Search term "RepositoryError": please show all lines in the listing that contain it.

_ _ _ _ _

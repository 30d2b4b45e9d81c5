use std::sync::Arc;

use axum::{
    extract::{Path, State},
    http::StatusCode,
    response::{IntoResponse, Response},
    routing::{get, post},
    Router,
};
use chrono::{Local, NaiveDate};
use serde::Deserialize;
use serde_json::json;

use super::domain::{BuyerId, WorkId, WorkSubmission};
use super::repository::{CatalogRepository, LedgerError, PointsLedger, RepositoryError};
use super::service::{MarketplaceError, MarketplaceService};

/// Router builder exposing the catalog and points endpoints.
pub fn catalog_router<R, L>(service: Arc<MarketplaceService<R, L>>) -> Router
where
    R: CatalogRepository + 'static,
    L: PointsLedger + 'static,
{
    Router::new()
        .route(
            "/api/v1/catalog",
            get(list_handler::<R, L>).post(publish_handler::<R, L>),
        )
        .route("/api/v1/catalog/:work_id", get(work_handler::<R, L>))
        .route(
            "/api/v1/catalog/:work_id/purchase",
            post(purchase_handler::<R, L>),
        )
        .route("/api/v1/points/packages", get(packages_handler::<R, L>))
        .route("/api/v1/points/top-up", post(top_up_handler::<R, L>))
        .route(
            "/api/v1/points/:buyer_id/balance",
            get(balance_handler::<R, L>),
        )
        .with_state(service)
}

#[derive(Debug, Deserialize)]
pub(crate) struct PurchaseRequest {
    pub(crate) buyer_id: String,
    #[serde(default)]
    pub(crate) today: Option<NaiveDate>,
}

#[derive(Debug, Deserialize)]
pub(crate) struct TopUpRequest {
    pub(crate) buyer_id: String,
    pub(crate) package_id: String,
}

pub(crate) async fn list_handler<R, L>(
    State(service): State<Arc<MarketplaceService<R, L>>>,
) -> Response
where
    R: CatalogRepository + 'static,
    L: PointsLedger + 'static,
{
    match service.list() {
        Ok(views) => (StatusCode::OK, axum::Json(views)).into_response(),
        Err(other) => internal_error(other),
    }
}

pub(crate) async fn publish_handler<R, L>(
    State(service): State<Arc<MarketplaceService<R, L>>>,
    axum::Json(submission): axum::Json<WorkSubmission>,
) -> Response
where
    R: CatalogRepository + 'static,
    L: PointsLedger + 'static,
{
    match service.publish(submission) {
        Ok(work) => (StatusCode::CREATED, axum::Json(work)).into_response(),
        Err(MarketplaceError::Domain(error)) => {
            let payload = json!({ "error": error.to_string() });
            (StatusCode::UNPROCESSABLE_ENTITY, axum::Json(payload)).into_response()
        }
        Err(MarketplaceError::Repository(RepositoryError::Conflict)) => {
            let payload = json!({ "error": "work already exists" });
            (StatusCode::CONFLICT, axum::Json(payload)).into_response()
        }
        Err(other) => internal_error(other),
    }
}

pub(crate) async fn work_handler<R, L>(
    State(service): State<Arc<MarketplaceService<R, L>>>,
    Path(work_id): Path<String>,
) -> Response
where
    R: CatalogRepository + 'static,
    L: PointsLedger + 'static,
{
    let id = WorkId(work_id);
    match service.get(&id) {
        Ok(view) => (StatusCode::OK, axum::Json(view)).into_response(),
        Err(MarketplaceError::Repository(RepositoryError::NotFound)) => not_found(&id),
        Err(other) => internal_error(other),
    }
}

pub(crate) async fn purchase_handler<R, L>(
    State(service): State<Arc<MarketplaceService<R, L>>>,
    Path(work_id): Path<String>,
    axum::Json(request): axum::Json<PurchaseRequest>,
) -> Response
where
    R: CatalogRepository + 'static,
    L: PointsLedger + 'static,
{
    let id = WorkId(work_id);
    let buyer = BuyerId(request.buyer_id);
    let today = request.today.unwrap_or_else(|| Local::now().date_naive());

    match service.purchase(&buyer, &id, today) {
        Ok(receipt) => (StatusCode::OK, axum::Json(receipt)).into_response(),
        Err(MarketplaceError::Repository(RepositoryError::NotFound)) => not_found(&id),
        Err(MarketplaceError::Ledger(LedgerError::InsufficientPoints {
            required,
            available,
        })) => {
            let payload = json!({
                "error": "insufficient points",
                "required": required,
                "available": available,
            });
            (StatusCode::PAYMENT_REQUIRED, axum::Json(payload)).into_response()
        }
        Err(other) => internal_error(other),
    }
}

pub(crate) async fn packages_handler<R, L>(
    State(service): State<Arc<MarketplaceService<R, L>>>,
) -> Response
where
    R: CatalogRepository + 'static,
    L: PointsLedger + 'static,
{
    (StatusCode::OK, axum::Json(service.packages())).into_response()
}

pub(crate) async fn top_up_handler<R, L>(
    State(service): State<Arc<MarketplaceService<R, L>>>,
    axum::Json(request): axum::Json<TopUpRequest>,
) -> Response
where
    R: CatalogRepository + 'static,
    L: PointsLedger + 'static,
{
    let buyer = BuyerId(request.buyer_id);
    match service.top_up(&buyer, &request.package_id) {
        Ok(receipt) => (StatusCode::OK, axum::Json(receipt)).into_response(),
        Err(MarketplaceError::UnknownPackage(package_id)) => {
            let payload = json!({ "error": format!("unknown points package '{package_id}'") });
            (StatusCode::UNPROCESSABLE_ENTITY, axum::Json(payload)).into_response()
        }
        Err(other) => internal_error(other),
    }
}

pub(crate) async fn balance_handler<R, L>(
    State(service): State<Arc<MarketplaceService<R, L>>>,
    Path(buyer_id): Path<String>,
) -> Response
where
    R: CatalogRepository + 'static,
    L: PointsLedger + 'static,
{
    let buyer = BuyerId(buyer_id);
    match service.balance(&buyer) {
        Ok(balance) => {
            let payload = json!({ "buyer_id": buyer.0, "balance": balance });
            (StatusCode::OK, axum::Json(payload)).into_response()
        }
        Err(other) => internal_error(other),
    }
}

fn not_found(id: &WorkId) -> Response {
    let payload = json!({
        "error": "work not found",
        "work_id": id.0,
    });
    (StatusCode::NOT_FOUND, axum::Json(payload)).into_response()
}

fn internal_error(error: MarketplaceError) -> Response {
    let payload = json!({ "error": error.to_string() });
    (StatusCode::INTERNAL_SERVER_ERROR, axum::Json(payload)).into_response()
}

_ _ _ _ _

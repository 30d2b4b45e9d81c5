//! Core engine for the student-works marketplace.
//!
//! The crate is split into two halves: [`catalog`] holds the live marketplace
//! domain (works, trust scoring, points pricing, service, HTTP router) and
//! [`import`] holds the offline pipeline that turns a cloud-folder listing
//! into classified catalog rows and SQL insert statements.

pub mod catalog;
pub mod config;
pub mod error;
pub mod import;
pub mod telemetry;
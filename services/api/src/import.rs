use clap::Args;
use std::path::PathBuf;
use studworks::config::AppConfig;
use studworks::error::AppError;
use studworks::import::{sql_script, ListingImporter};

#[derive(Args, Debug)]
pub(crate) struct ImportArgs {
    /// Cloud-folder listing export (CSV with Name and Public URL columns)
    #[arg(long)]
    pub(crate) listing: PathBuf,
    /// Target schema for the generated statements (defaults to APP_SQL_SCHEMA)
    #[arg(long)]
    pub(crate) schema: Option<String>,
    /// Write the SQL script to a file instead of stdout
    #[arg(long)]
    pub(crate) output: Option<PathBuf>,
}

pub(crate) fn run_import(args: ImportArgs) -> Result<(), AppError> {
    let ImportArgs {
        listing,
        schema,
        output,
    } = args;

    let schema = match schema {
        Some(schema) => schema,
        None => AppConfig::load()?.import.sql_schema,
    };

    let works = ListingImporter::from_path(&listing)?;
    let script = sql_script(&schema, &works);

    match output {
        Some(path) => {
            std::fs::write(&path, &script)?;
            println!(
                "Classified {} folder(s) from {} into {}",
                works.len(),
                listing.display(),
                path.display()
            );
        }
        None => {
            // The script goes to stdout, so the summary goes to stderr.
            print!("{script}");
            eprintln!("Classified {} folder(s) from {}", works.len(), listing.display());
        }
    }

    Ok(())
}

_ _ _ _ _

» ANSWER TO THIS TASK:
use super::repository::{CatalogRepository, LedgerError, PointsLedger, RepositoryError};
        Err(MarketplaceError::Repository(RepositoryError::Conflict)) => {
        Err(MarketplaceError::Repository(RepositoryError::NotFound)) => not_found(&id),
        Err(MarketplaceError::Repository(RepositoryError::NotFound)) => not_found(&id),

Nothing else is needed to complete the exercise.